I am constantly surprised by the huge amount of international readers who drop by this blog. Whenever I blog about traditional German recipes, many of you tell me about your German ancestors/relatives and about your German traditions. It’s really nice to hear all these stories and I am glad that you find the recipes helpful and that they sometimes even remind you of your family traditions.

Well, today I have another one for you and for everyone else: Christmas Stollen. I know, Christmas is over. But because of its high fat and low water content, this dense yeasted fruit bread can be stored for weeks and month in a cool and dry place. It’s not uncommon to eat the last slices of this fruit cake at Easter.

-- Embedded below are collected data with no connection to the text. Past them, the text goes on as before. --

//! JSON-lines bridging between crossbeam channels and byte streams.
//!
//! Children always talk through a `Sender`/`Receiver` pair. For process
//! children the orchestrator and the child each run a feeder thread (channel
//! → stream) and a reader thread (stream → channel) over the child's
//! stdin/stdout, one JSON document per line.

use std::io::{self, BufRead, BufReader, BufWriter, Read, Write};
use std::thread::{self, JoinHandle};

use crossbeam_channel::{Receiver, Sender, unbounded};
use serde::Serialize;
use serde::de::DeserializeOwned;

/// Forward every message from `rx` to `writer` until the channel closes
/// or the stream breaks.
pub fn spawn_feeder<T, W>(name: &str, rx: Receiver<T>, writer: W) -> io::Result<JoinHandle<()>>
where
    T: Serialize + Send + 'static,
    W: Write + Send + 'static,
{
    let label = name.to_string();
    thread::Builder::new().name(format!("{name}-feed")).spawn(move || {
        let mut writer = BufWriter::new(writer);
        for message in rx.iter() {
            if let Err(e) = write_line(&mut writer, &message) {
                tracing::debug!(child = %label, "feeder stopped: {e}");
                return;
            }
        }
        tracing::trace!(child = %label, "feeder channel closed");
    })
}

/// Parse lines from `reader` into `tx` until end of stream or until the
/// receiving side hangs up. Lines that fail to parse are logged and skipped.
pub fn spawn_reader<T, R>(name: &str, reader: R, tx: Sender<T>) -> io::Result<JoinHandle<()>>
where
    T: DeserializeOwned + Send + 'static,
    R: Read + Send + 'static,
{
    let label = name.to_string();
    thread::Builder::new().name(format!("{name}-read")).spawn(move || {
        for line in BufReader::new(reader).lines() {
            let line = match line {
                Ok(line) => line,
                Err(e) => {
                    tracing::debug!(child = %label, "reader stopped: {e}");
                    return;
                }
            };
            if line.trim().is_empty() {
                continue;
            }
            match serde_json::from_str(&line) {
                Ok(message) => {
                    if tx.send(message).is_err() {
                        return;
                    }
                }
                Err(e) => tracing::warn!(child = %label, "dropping malformed message: {e}"),
            }
        }
        tracing::trace!(child = %label, "end of stream");
    })
}

/// Child side: run `serve` with a channel pair bridged to stdin/stdout.
///
/// Returns once `serve` has returned and every outgoing message has been
/// flushed to stdout.
pub fn serve_stdio<In, Out, R>(
    name: &str,
    serve: impl FnOnce(Receiver<In>, Sender<Out>) -> R,
) -> io::Result<R>
where
    In: DeserializeOwned + Send + 'static,
    Out: Serialize + Send + 'static,
{
    let (in_tx, in_rx) = unbounded();
    let (out_tx, out_rx) = unbounded();
    // The stdin reader stays blocked in read until the parent closes the
    // pipe, so it is left detached.
    let _reader = spawn_reader(name, io::stdin(), in_tx)?;
    let feeder = spawn_feeder(name, out_rx, io::stdout())?;

    let result = serve(in_rx, out_tx);
    if feeder.join().is_err() {
        tracing::warn!(child = name, "stdout feeder panicked");
    }
    Ok(result)
}

fn write_line<T: Serialize, W: Write>(writer: &mut W, message: &T) -> io::Result<()> {
    serde_json::to_writer(&mut *writer, message)?;
    writer.write_all(b"\n")?;
    writer.flush()
}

Last year I already made a not so very traditional poppy seed stollen, but this year I decided to go the whole way.  I live in a town that is very famous for and very proud of their stollen tradition. (You can read abit about this in the poppy seed stollen entry.) Many bakeries specialize in baking stollen and they claim that their cakes are baked after traditional recipes, some dating back to the 15th century. The have shared these recipes for generations and to them stollen baking is a serious business. (This is so serious that several people got mad at me when I told them I made the stollen with margarine instead of butter.) Well, of course it’s a serious business, but there’s always room for improvement and in this case, a cruelty free version.

A stollen is loaf shaped and it’s decorated with powdered sugar to represent Jesus Christ in his nappies. That’s why it’s also often called Christstollen.

A traditional stollen from Dresden (Dresdner Stollen) contains flour, lots of butter, yeast, sugar, vanilla sugar, almonds, candied lemon peel (Zitronat), raisins, milk, rum, and more butter.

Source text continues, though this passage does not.